* [Description of the task] Your answer should be the lines of the material that include the word "CorsLayer".

* [Data shown]
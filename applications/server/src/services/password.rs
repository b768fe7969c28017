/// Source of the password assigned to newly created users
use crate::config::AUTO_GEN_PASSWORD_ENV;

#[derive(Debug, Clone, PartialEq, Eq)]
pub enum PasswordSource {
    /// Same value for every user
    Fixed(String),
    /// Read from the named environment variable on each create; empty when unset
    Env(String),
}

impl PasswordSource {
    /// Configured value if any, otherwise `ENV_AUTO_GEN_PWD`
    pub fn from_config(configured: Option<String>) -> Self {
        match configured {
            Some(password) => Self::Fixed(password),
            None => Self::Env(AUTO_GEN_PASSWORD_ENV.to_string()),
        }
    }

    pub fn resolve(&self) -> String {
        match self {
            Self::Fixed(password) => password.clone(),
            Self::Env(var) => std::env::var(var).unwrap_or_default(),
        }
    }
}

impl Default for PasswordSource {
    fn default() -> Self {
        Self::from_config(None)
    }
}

--

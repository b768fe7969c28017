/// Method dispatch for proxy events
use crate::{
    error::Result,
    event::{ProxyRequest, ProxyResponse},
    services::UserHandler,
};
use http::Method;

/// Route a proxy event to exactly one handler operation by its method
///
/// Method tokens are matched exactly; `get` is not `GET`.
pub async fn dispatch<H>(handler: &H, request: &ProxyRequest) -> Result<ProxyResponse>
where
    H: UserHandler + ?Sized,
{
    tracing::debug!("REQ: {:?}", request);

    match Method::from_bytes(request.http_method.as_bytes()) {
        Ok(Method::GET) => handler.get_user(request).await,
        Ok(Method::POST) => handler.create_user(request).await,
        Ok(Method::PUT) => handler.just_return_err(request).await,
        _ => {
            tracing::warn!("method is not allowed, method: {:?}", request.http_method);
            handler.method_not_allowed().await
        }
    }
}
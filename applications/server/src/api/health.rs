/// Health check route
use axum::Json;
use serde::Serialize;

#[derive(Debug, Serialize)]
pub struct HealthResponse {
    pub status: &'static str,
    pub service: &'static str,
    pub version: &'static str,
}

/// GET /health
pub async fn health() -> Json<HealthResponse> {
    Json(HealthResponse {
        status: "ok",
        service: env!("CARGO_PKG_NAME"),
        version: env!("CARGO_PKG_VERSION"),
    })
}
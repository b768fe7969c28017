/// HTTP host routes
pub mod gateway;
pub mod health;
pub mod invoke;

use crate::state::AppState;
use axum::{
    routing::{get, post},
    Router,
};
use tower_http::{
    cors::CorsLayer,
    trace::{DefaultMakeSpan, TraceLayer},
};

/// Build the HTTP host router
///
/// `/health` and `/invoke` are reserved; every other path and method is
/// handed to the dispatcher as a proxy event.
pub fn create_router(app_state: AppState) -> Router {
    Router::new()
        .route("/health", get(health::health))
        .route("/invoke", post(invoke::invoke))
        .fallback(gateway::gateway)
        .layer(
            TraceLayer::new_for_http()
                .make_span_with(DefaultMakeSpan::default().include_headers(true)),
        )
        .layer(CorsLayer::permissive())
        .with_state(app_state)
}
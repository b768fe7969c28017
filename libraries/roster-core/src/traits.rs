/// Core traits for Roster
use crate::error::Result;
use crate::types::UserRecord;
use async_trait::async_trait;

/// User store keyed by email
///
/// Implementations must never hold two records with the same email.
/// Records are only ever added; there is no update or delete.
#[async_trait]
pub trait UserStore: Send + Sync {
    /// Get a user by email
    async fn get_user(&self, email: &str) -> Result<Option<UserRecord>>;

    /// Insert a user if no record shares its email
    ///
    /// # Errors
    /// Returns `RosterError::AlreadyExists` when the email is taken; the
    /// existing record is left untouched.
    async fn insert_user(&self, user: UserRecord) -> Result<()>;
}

* [Exercise solution]
    cors::CorsLayer,
        .layer(CorsLayer::permissive())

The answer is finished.